▶ Your goal
Go through the lines below and copy each one that holds the string "other".

▶ Given entries
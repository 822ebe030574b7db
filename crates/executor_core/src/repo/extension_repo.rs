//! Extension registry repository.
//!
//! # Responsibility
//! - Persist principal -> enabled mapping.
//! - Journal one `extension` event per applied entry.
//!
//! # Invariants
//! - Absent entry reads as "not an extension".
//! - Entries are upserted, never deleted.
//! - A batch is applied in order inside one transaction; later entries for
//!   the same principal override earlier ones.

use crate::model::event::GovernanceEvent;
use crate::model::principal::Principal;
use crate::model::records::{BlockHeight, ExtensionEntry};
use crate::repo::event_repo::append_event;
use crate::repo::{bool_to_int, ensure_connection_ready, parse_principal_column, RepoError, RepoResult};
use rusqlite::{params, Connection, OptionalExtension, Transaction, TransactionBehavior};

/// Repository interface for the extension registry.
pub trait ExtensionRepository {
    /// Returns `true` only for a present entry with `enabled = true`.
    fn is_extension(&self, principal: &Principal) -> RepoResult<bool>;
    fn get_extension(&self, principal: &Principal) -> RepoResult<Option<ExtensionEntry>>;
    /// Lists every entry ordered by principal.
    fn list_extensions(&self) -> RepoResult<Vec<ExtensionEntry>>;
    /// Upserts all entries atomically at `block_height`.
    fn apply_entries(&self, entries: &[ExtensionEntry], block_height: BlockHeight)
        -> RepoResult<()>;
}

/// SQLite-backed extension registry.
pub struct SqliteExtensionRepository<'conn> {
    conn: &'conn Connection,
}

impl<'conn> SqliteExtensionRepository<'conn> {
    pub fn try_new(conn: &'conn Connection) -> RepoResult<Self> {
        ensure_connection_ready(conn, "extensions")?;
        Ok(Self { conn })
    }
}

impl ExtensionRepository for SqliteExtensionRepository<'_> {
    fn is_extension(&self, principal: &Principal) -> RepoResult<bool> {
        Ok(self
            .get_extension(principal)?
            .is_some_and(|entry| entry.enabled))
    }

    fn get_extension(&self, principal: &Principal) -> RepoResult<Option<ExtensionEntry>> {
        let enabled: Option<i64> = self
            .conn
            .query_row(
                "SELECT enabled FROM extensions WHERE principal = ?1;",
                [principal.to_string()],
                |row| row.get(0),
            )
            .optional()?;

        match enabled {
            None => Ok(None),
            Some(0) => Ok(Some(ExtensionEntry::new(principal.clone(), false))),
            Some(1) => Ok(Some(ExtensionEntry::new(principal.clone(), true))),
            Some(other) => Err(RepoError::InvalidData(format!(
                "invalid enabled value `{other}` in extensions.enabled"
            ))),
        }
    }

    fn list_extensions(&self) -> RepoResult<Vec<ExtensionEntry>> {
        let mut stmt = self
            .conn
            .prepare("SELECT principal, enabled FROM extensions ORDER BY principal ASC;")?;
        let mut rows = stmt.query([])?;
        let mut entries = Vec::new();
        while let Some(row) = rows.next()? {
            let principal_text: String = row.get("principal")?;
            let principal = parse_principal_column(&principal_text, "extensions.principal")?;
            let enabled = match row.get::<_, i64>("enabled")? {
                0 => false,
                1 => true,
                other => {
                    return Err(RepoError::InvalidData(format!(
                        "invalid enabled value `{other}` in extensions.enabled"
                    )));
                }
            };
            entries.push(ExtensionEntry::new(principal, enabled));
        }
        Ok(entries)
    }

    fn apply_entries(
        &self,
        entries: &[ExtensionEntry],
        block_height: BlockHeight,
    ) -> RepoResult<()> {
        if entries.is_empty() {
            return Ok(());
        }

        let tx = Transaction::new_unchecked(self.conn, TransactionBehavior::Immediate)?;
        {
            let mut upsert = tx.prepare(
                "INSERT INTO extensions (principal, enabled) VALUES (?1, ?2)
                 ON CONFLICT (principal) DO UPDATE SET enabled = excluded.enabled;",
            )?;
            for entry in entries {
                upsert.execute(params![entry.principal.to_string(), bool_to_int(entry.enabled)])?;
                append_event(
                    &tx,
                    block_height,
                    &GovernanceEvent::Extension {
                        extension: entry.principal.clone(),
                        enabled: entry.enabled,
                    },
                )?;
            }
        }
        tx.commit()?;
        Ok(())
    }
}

▶ The completed task
            Some(other) => Err(RepoError::InvalidData(format!(
                "invalid enabled value `{other}` in extensions.enabled"
                other => {
                        "invalid enabled value `{other}` in extensions.enabled"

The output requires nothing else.